NeuroMetrix Inc. (NSDQ:NURO), chasing profitability, inked a one-year loan agreement with Comerica Bank to fund its day-to-day operations.
The Waltham, Mass.-based nerve conduction test maker said the deal allows it to tap up to $7.5 million from a revolving credit facility, at an interest rate of prime plus 0.5 percent, according to a filing with the Securities & Exchange Commission.
NeuroMetrix swung to fourth-quarter profits during the three months ended Dec. 31, 2009, posting net income of $363,231, or 2 cents per share, compared with a net loss of $4.1 million, or 30 cents per share, during the fourth quarter of 2008. The company cited a $2.2 million revaluation of warrants for the swing into the black, connected with a financing move it made last September. The company won commitments from institutional investors to buy about $18.7 million worth of its stock — 8,816,521 shares and warrants to purchase up to 8,375,695 additional shares — in a private placement for $2.12 per share. Absent the revaluation, the company posted losses from operations of $1.9 million.

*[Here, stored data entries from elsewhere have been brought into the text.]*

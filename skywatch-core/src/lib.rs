//! Core library for the `skywatch` CLI.
//!
//! This crate defines:
//! - The weather value model and the `WeatherRecord` aggregate
//! - Provider adapters behind a circuit breaker with degraded fallback
//! - A record store contract with an in-memory implementation
//! - The reporting service (cache-aside lookups, history, alerts)
//! - Interchangeable assessment strategies and their coordinator
//! - Configuration & credentials handling
//!
//! It is used by `skywatch-cli`, but can also be reused by other binaries or services.

pub mod assessment;
pub mod config;
pub mod error;
pub mod model;
pub mod provider;
pub mod record;
pub mod resilience;
pub mod service;
pub mod store;
pub mod units;

pub use assessment::{
    AssessmentStrategy, StrategyComparison, StrategyKind, StrategyVerdict, WeatherAssessor,
    strategy_by_name,
};
pub use config::{Config, ProviderConfig, ReportingSettings};
pub use error::{ProviderError, ProviderErrorKind, WeatherError};
pub use model::{Humidity, HumidityComfort, Location, Temperature, WeatherCondition, WindCategory, WindSpeed};
pub use provider::{ProviderId, WeatherSource};
pub use record::WeatherRecord;
pub use resilience::{CallPermit, CircuitBreaker, CircuitState, ResilientSource};
pub use service::WeatherService;
pub use store::{InMemoryWeatherStore, WeatherRecordStore};
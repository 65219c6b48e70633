//! Reporting engine: cache-aside retrieval, history queries and alerts.

use std::sync::Arc;

use chrono::{DateTime, Utc};

use crate::{
    config::ReportingSettings,
    error::{Result, WeatherError},
    model::Location,
    record::WeatherRecord,
    resilience::ResilientSource,
    store::WeatherRecordStore,
};

pub use crate::units::{celsius_to_fahrenheit, fahrenheit_to_celsius};

#[derive(Debug)]
pub struct WeatherService {
    source: ResilientSource,
    store: Arc<dyn WeatherRecordStore>,
    settings: ReportingSettings,
}

impl WeatherService {
    pub fn new(
        source: ResilientSource,
        store: Arc<dyn WeatherRecordStore>,
        settings: ReportingSettings,
    ) -> Self {
        Self { source, store, settings }
    }

    pub fn settings(&self) -> &ReportingSettings {
        &self.settings
    }

    pub fn source(&self) -> &ResilientSource {
        &self.source
    }

    /// Current observation for `location`, served from the store while fresh.
    ///
    /// A stale or missing entry triggers exactly one upstream fetch. Upstream
    /// failures never surface here: the caller receives a degraded record.
    pub async fn get_current_weather(&self, location: &Location) -> Result<WeatherRecord> {
        validate(location)?;
        let key = location.cache_key();

        match self.store.find_most_recent_by_key(&key)? {
            Some(cached) if cached.is_fresh_within(self.settings.max_cache_age) => {
                tracing::debug!(%key, age_minutes = cached.age_minutes(), "cache hit");
                return Ok(cached);
            }
            Some(stale) => {
                tracing::debug!(%key, age_minutes = stale.age_minutes(), "cache entry stale");
            }
            None => tracing::debug!(%key, "cache miss"),
        }

        let fetched = self.source.fetch(location).await;
        if fetched.is_degraded() {
            return Ok(fetched);
        }

        tracing::info!(%key, provider = fetched.data_source(), "fetched fresh weather");
        match self.store.save(fetched.clone()) {
            Ok(saved) => Ok(saved),
            Err(e) => {
                tracing::warn!(%key, error = %e, "failed to cache weather record");
                Ok(fetched)
            }
        }
    }

    /// Stored observations fetched within `[start, end]`, newest first.
    pub fn get_historical_weather(
        &self,
        location: &Location,
        start: DateTime<Utc>,
        end: DateTime<Utc>,
    ) -> Result<Vec<WeatherRecord>> {
        validate(location)?;
        if start > end {
            return Err(WeatherError::InvalidRange(format!(
                "start {start} is after end {end}"
            )));
        }
        self.store.find_by_key_and_fetched_between(&location.cache_key(), start, end)
    }

    /// Up to `limit` most recent stored observations, newest first.
    pub fn get_recent_weather(&self, location: &Location, limit: i64) -> Result<Vec<WeatherRecord>> {
        validate(location)?;
        if limit <= 0 {
            return Err(WeatherError::InvalidArgument(format!(
                "limit must be positive, got {limit}"
            )));
        }
        let limit = usize::try_from(limit).unwrap_or(usize::MAX);
        self.store.find_recent_by_key(&location.cache_key(), limit)
    }

    pub fn clear_cache(&self, location: &Location) -> Result<()> {
        self.store.clear_for_key(&location.cache_key())
    }

    pub async fn is_source_available(&self) -> bool {
        self.source.is_available().await
    }

    /// Human-facing alerts for `record`; empty when alerting is disabled.
    pub fn analyze_for_alerts(&self, record: &WeatherRecord) -> Vec<String> {
        if !self.settings.alerts_enabled {
            return Vec::new();
        }
        derive_alerts(record)
    }
}

fn validate(location: &Location) -> Result<()> {
    if location.is_valid() {
        Ok(())
    } else {
        Err(WeatherError::InvalidLocation(format!(
            "'{location}' needs a city and country, or a postal code"
        )))
    }
}

/// Threshold alerts in a fixed order. Temperature yields at most one alert;
/// wind, visibility and UV are checked independently.
pub fn derive_alerts(record: &WeatherRecord) -> Vec<String> {
    let mut alerts = Vec::new();

    if record.condition().is_severe() {
        alerts.push(format!("SEVERE WEATHER ALERT: {}", record.condition().description));
    }

    if let Some(t) = record.temperature_f() {
        if t > 100.0 {
            alerts.push(format!("EXTREME HEAT WARNING: Temperature is {t:.1}°F"));
        } else if t > 90.0 {
            alerts.push(format!("HEAT ADVISORY: Temperature is {t:.1}°F"));
        } else if t < 0.0 {
            alerts.push(format!("EXTREME COLD WARNING: Temperature is {t:.1}°F"));
        } else if t < 20.0 {
            alerts.push(format!("COLD ADVISORY: Temperature is {t:.1}°F"));
        }
    }

    if let Some(mph) = record.wind_mph() {
        if mph > 50.0 {
            alerts.push(format!("HIGH WIND WARNING: Wind speed is {mph:.1} mph"));
        } else if mph > 30.0 {
            alerts.push(format!("WIND ADVISORY: Wind speed is {mph:.1} mph"));
        }
    }

    if let Some(miles) = record.visibility_miles().filter(|&v| v < 1.0) {
        alerts.push(format!("LOW VISIBILITY WARNING: Visibility is {miles:.2} miles"));
    }

    if let Some(uv) = record.uv_index().filter(|&uv| uv >= 8.0) {
        alerts.push(format!("UV ADVISORY: UV index is {uv:.0}"));
    }

    alerts
}
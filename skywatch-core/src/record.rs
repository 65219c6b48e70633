//! The `WeatherRecord` aggregate and the physics derived from it.

use chrono::{DateTime, Duration, Utc};
use serde::{Deserialize, Serialize};
use uuid::Uuid;

use crate::model::{Humidity, Location, Temperature, WeatherCondition, WindSpeed};

pub const DEFAULT_MAX_AGE_MINUTES: i64 = 30;

/// Marker appended to the data-source label of degraded records.
pub const FALLBACK_SUFFIX: &str = "-fallback";

/// One observation for one location, immutable once built.
///
/// Temperature, humidity and wind are only absent on degraded records
/// produced when the upstream provider could not be reached.
#[derive(Debug, Clone, PartialEq, Serialize, Deserialize)]
pub struct WeatherRecord {
    id: Option<Uuid>,
    location: Location,
    temperature: Option<Temperature>,
    humidity: Option<Humidity>,
    wind: Option<WindSpeed>,
    condition: WeatherCondition,
    pressure_inhg: Option<f64>,
    visibility_miles: Option<f64>,
    uv_index: Option<f64>,
    recorded_at: DateTime<Utc>,
    fetched_at: DateTime<Utc>,
    data_source: String,
}

/// Builder for [`WeatherRecord`]. Each quantity has already validated
/// itself on construction.
#[derive(Debug, Clone)]
pub struct WeatherRecordBuilder {
    record: WeatherRecord,
}

impl WeatherRecordBuilder {
    pub fn id(mut self, id: Uuid) -> Self {
        self.record.id = Some(id);
        self
    }

    pub fn temperature(mut self, temperature: Temperature) -> Self {
        self.record.temperature = Some(temperature);
        self
    }

    pub fn humidity(mut self, humidity: Humidity) -> Self {
        self.record.humidity = Some(humidity);
        self
    }

    pub fn wind(mut self, wind: WindSpeed) -> Self {
        self.record.wind = Some(wind);
        self
    }

    pub fn pressure_inhg(mut self, pressure: Option<f64>) -> Self {
        self.record.pressure_inhg = pressure;
        self
    }

    pub fn visibility_miles(mut self, visibility: Option<f64>) -> Self {
        self.record.visibility_miles = visibility;
        self
    }

    pub fn uv_index(mut self, uv: Option<f64>) -> Self {
        self.record.uv_index = uv;
        self
    }

    pub fn recorded_at(mut self, at: DateTime<Utc>) -> Self {
        self.record.recorded_at = at;
        self
    }

    pub fn fetched_at(mut self, at: DateTime<Utc>) -> Self {
        self.record.fetched_at = at;
        self
    }

    pub fn data_source(mut self, source: impl Into<String>) -> Self {
        self.record.data_source = source.into();
        self
    }

    pub fn build(self) -> WeatherRecord {
        self.record
    }
}

impl WeatherRecord {
    /// Start a record; both timestamps default to now.
    pub fn builder(location: Location, condition: WeatherCondition) -> WeatherRecordBuilder {
        let now = Utc::now();
        WeatherRecordBuilder {
            record: WeatherRecord {
                id: None,
                location,
                temperature: None,
                humidity: None,
                wind: None,
                condition,
                pressure_inhg: None,
                visibility_miles: None,
                uv_index: None,
                recorded_at: now,
                fetched_at: now,
                data_source: String::new(),
            },
        }
    }

    /// Degraded stand-in used when the provider is unreachable.
    pub fn unavailable(location: Location, provider: &str) -> Self {
        Self::builder(location, WeatherCondition::unavailable())
            .data_source(format!("{provider}{FALLBACK_SUFFIX}"))
            .build()
    }

    /// Copy carrying a store-assigned identity.
    pub fn with_id(&self, id: Uuid) -> Self {
        Self { id: Some(id), ..self.clone() }
    }

    pub fn id(&self) -> Option<Uuid> {
        self.id
    }

    pub fn location(&self) -> &Location {
        &self.location
    }

    pub fn temperature(&self) -> Option<Temperature> {
        self.temperature
    }

    pub fn humidity(&self) -> Option<Humidity> {
        self.humidity
    }

    pub fn wind(&self) -> Option<WindSpeed> {
        self.wind
    }

    pub fn condition(&self) -> &WeatherCondition {
        &self.condition
    }

    pub fn pressure_inhg(&self) -> Option<f64> {
        self.pressure_inhg
    }

    pub fn visibility_miles(&self) -> Option<f64> {
        self.visibility_miles
    }

    pub fn uv_index(&self) -> Option<f64> {
        self.uv_index
    }

    pub fn recorded_at(&self) -> DateTime<Utc> {
        self.recorded_at
    }

    pub fn fetched_at(&self) -> DateTime<Utc> {
        self.fetched_at
    }

    pub fn data_source(&self) -> &str {
        &self.data_source
    }

    pub fn is_degraded(&self) -> bool {
        self.data_source.ends_with(FALLBACK_SUFFIX)
    }

    pub fn temperature_f(&self) -> Option<f64> {
        self.temperature.map(|t| t.fahrenheit())
    }

    pub fn wind_mph(&self) -> Option<f64> {
        self.wind.map(|w| w.mph())
    }

    pub fn age_minutes(&self) -> i64 {
        self.age_minutes_at(Utc::now())
    }

    pub fn age_minutes_at(&self, now: DateTime<Utc>) -> i64 {
        (now - self.fetched_at).num_minutes()
    }

    pub fn is_fresh(&self) -> bool {
        self.is_fresh_within(Duration::minutes(DEFAULT_MAX_AGE_MINUTES))
    }

    pub fn is_fresh_within(&self, max_age: Duration) -> bool {
        Utc::now() - self.fetched_at <= max_age
    }

    pub fn has_severe_conditions(&self) -> bool {
        self.condition.is_severe()
            || self.temperature_f().is_some_and(|f| !(0.0..=100.0).contains(&f))
            || self.wind_mph().is_some_and(|mph| mph > 30.0)
    }

    /// Rothfusz regression of Steadman's apparent temperature. Below 80°F the
    /// actual temperature is returned.
    pub fn heat_index(&self) -> Option<f64> {
        let t = self.temperature_f()?;
        let Some(humidity) = self.humidity else {
            return Some(t);
        };
        if t < 80.0 {
            return Some(t);
        }
        let r = f64::from(humidity.percent());
        Some(
            -42.379 + 2.049_015_23 * t + 10.143_331_27 * r
                - 0.224_755_41 * t * r
                - 0.006_837_83 * t * t
                - 0.054_817_17 * r * r
                + 0.001_228_74 * t * t * r
                + 0.000_852_82 * t * r * r
                - 0.000_001_99 * t * t * r * r,
        )
    }

    /// North American / UK wind-chill index. Outside `T <= 50°F, V > 3 mph`
    /// the actual temperature is returned.
    pub fn wind_chill(&self) -> Option<f64> {
        let t = self.temperature_f()?;
        let Some(v) = self.wind_mph() else {
            return Some(t);
        };
        if t > 50.0 || v <= 3.0 {
            return Some(t);
        }
        let v16 = v.powf(0.16);
        Some(35.74 + 0.6215 * t - 35.75 * v16 + 0.4275 * t * v16)
    }

    pub fn feels_like(&self) -> Option<f64> {
        let t = self.temperature_f()?;
        if t > 80.0 {
            self.heat_index()
        } else if t <= 50.0 && self.wind_mph().is_some_and(|v| v > 3.0) {
            self.wind_chill()
        } else {
            Some(t)
        }
    }

    pub fn is_favorable_for_outdoor(&self) -> bool {
        let (Some(temperature), Some(humidity), Some(wind)) =
            (self.temperature, self.humidity, self.wind)
        else {
            return false;
        };
        !self.has_severe_conditions()
            && self.condition.is_outdoor_suitable()
            && temperature.is_moderate()
            && !humidity.is_high()
            && !wind.is_strong()
    }
}
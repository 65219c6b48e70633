//! Interchangeable assessment strategies and the coordinator that holds the
//! process default.

use std::{convert::TryFrom, fmt::Debug};

use parking_lot::RwLock;

use crate::{
    error::WeatherError,
    assessment::{
        health::HealthImpactStrategy, outdoor::OutdoorActivityStrategy, standard::StandardStrategy,
        travel::TravelSafetyStrategy,
    },
    record::WeatherRecord,
};

pub mod health;
pub mod outdoor;
pub mod standard;
pub mod travel;

/// One way of judging an observation.
pub trait AssessmentStrategy: Send + Sync + Debug {
    fn name(&self) -> &'static str;

    fn is_dangerous(&self, record: &WeatherRecord) -> bool;

    fn is_good_for_outdoor(&self, record: &WeatherRecord) -> bool;

    /// 1 (worst) to 10 (best), in the strategy's own reading.
    fn comfort_rating(&self, record: &WeatherRecord) -> u8;

    fn weather_description(&self, record: &WeatherRecord) -> String;
}

#[derive(Debug, Clone, Copy, PartialEq, Eq, Hash, Default)]
pub enum StrategyKind {
    #[default]
    Standard,
    OutdoorActivity,
    TravelSafety,
    HealthImpact,
}

static STANDARD: StandardStrategy = StandardStrategy;
static OUTDOOR_ACTIVITY: OutdoorActivityStrategy = OutdoorActivityStrategy;
static TRAVEL_SAFETY: TravelSafetyStrategy = TravelSafetyStrategy;
static HEALTH_IMPACT: HealthImpactStrategy = HealthImpactStrategy;

impl StrategyKind {
    pub fn as_str(&self) -> &'static str {
        match self {
            StrategyKind::Standard => "standard",
            StrategyKind::OutdoorActivity => "outdoor_activity",
            StrategyKind::TravelSafety => "travel_safety",
            StrategyKind::HealthImpact => "health_impact",
        }
    }

    pub const fn all() -> &'static [StrategyKind] {
        &[
            StrategyKind::Standard,
            StrategyKind::OutdoorActivity,
            StrategyKind::TravelSafety,
            StrategyKind::HealthImpact,
        ]
    }

    /// Strategies are stateless, so one shared instance per kind suffices.
    pub fn strategy(&self) -> &'static dyn AssessmentStrategy {
        match self {
            StrategyKind::Standard => &STANDARD,
            StrategyKind::OutdoorActivity => &OUTDOOR_ACTIVITY,
            StrategyKind::TravelSafety => &TRAVEL_SAFETY,
            StrategyKind::HealthImpact => &HEALTH_IMPACT,
        }
    }
}

impl std::fmt::Display for StrategyKind {
    fn fmt(&self, f: &mut std::fmt::Formatter<'_>) -> std::fmt::Result {
        f.write_str(self.as_str())
    }
}

impl TryFrom<&str> for StrategyKind {
    type Error = WeatherError;

    fn try_from(value: &str) -> Result<Self, Self::Error> {
        let normalized = value.trim().to_lowercase().replace(['-', ' '], "_");

        match normalized.as_str() {
            "standard" => Ok(StrategyKind::Standard),
            "outdoor_activity" => Ok(StrategyKind::OutdoorActivity),
            "travel_safety" => Ok(StrategyKind::TravelSafety),
            "health_impact" => Ok(StrategyKind::HealthImpact),
            _ => Err(WeatherError::UnknownStrategy(value.to_string())),
        }
    }
}

/// Factory: resolve a strategy by its name.
pub fn strategy_by_name(name: &str) -> Result<&'static dyn AssessmentStrategy, WeatherError> {
    StrategyKind::try_from(name).map(|kind| kind.strategy())
}

pub(crate) fn clamp_rating(score: i32) -> u8 {
    score.clamp(1, 10) as u8
}

/// Rating for a record with nothing to judge: neither safe nor unsafe.
pub(crate) const UNKNOWN_RATING: u8 = 5;

/// Fallback records, or observations carrying neither temperature nor wind.
pub(crate) fn lacks_measurements(record: &WeatherRecord) -> bool {
    record.is_degraded() || (record.temperature().is_none() && record.wind().is_none())
}

pub(crate) fn unavailable_description(record: &WeatherRecord) -> String {
    format!(
        "Weather data is currently unavailable for {} (source: {}).",
        record.location(),
        record.data_source()
    )
}

/// Holds the default strategy; every query can override it per call.
#[derive(Debug, Default)]
pub struct WeatherAssessor {
    default: RwLock<StrategyKind>,
}

impl WeatherAssessor {
    pub fn new(default: StrategyKind) -> Self {
        Self { default: RwLock::new(default) }
    }

    pub fn default_strategy(&self) -> StrategyKind {
        *self.default.read()
    }

    pub fn set_default_strategy(&self, kind: StrategyKind) {
        let previous = std::mem::replace(&mut *self.default.write(), kind);
        tracing::info!(from = %previous, to = %kind, "default assessment strategy changed");
    }

    fn current(&self) -> &'static dyn AssessmentStrategy {
        self.default_strategy().strategy()
    }

    pub fn is_dangerous(&self, record: &WeatherRecord) -> bool {
        self.current().is_dangerous(record)
    }

    pub fn is_dangerous_with(&self, kind: StrategyKind, record: &WeatherRecord) -> bool {
        kind.strategy().is_dangerous(record)
    }

    pub fn is_good_for_outdoor(&self, record: &WeatherRecord) -> bool {
        self.current().is_good_for_outdoor(record)
    }

    pub fn is_good_for_outdoor_with(&self, kind: StrategyKind, record: &WeatherRecord) -> bool {
        kind.strategy().is_good_for_outdoor(record)
    }

    pub fn comfort_rating(&self, record: &WeatherRecord) -> u8 {
        self.current().comfort_rating(record)
    }

    pub fn comfort_rating_with(&self, kind: StrategyKind, record: &WeatherRecord) -> u8 {
        kind.strategy().comfort_rating(record)
    }

    pub fn weather_description(&self, record: &WeatherRecord) -> String {
        self.current().weather_description(record)
    }

    pub fn weather_description_with(&self, kind: StrategyKind, record: &WeatherRecord) -> String {
        kind.strategy().weather_description(record)
    }

    /// Evaluate `record` under every strategy. Reads nothing mutable.
    pub fn compare(&self, record: &WeatherRecord) -> StrategyComparison {
        StrategyComparison::evaluate(record)
    }

    /// Rendered form of [`WeatherAssessor::compare`].
    pub fn compare_strategies(&self, record: &WeatherRecord) -> String {
        self.compare(record).to_string()
    }
}

#[derive(Debug, Clone, PartialEq, Eq)]
pub struct StrategyVerdict {
    pub kind: StrategyKind,
    pub name: &'static str,
    pub comfort_rating: u8,
    pub dangerous: bool,
    pub good_for_outdoor: bool,
}

/// Side-by-side verdicts of all strategies for one record.
#[derive(Debug, Clone, PartialEq, Eq)]
pub struct StrategyComparison {
    pub verdicts: Vec<StrategyVerdict>,
    /// False when the record has no measurements to judge.
    pub data_available: bool,
}

impl StrategyComparison {
    pub fn evaluate(record: &WeatherRecord) -> Self {
        let verdicts = StrategyKind::all()
            .iter()
            .map(|&kind| {
                let strategy = kind.strategy();
                StrategyVerdict {
                    kind,
                    name: strategy.name(),
                    comfort_rating: strategy.comfort_rating(record),
                    dangerous: strategy.is_dangerous(record),
                    good_for_outdoor: strategy.is_good_for_outdoor(record),
                }
            })
            .collect();
        Self { verdicts, data_available: !lacks_measurements(record) }
    }

    pub fn all_agree_on_danger(&self) -> bool {
        self.verdicts.windows(2).all(|w| w[0].dangerous == w[1].dangerous)
    }

    pub fn dangerous_voters(&self) -> Vec<StrategyKind> {
        self.verdicts.iter().filter(|v| v.dangerous).map(|v| v.kind).collect()
    }

    pub fn outdoor_favorable_voters(&self) -> Vec<StrategyKind> {
        self.verdicts.iter().filter(|v| v.good_for_outdoor).map(|v| v.kind).collect()
    }

    /// Most lenient verdict: a non-dangerous vote beats a dangerous one, then
    /// the higher rating wins; ties go to the earlier strategy.
    pub fn most_favorable(&self) -> Option<&StrategyVerdict> {
        self.verdicts.iter().fold(None, |best: Option<&StrategyVerdict>, v| match best {
            Some(b) if (!b.dangerous, b.comfort_rating) >= (!v.dangerous, v.comfort_rating) => Some(b),
            _ => Some(v),
        })
    }

    fn names(&self, kinds: &[StrategyKind]) -> String {
        kinds.iter().map(|k| k.strategy().name()).collect::<Vec<_>>().join(", ")
    }
}

impl std::fmt::Display for StrategyComparison {
    fn fmt(&self, f: &mut std::fmt::Formatter<'_>) -> std::fmt::Result {
        let yes_no = |b: bool| if b { "yes" } else { "no" };

        writeln!(f, "{:<18}  {:>7}  {:<9}  {:<7}", "Strategy", "Comfort", "Dangerous", "Outdoor")?;
        writeln!(f, "{:-<18}  {:->7}  {:-<9}  {:-<7}", "", "", "", "")?;
        for v in &self.verdicts {
            writeln!(
                f,
                "{:<18}  {:>7}  {:<9}  {:<7}",
                v.name,
                format!("{}/10", v.comfort_rating),
                yes_no(v.dangerous),
                yes_no(v.good_for_outdoor),
            )?;
        }
        writeln!(f)?;

        if !self.data_available {
            return write!(
                f,
                "Weather data is unavailable; no strategy can judge current conditions."
            );
        }

        let dangerous = self.dangerous_voters();
        if self.all_agree_on_danger() {
            let verdict = if dangerous.is_empty() { "not dangerous" } else { "dangerous" };
            writeln!(f, "All strategies agree: conditions are {verdict}.")?;
        } else {
            writeln!(
                f,
                "Strategies disagree on danger. Dangerous according to: {}.",
                self.names(&dangerous)
            )?;
        }

        if let Some(best) = self.most_favorable() {
            writeln!(
                f,
                "Most favorable view: {} ({}/10).",
                best.name, best.comfort_rating
            )?;
        }

        let outdoor = self.outdoor_favorable_voters();
        if outdoor.is_empty() {
            write!(f, "No strategy finds conditions favorable for outdoor activity.")
        } else {
            write!(f, "Favorable for outdoor activity according to: {}.", self.names(&outdoor))
        }
    }
}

But its outlook got a boost from a fourth-quarter move by the Centers for Medicare and Medicaid Services to publish a new reimbursement code covering nerve conduction studies performed with devices like NeuroMetrix’s flagship NC-stat system. The code “may streamline Medicare reimbursement for medically appropriate nerve conduction studies performed using the NC-stat System, and could also be a positive influence on reimbursement by commercial insurers,” according to its earnings release.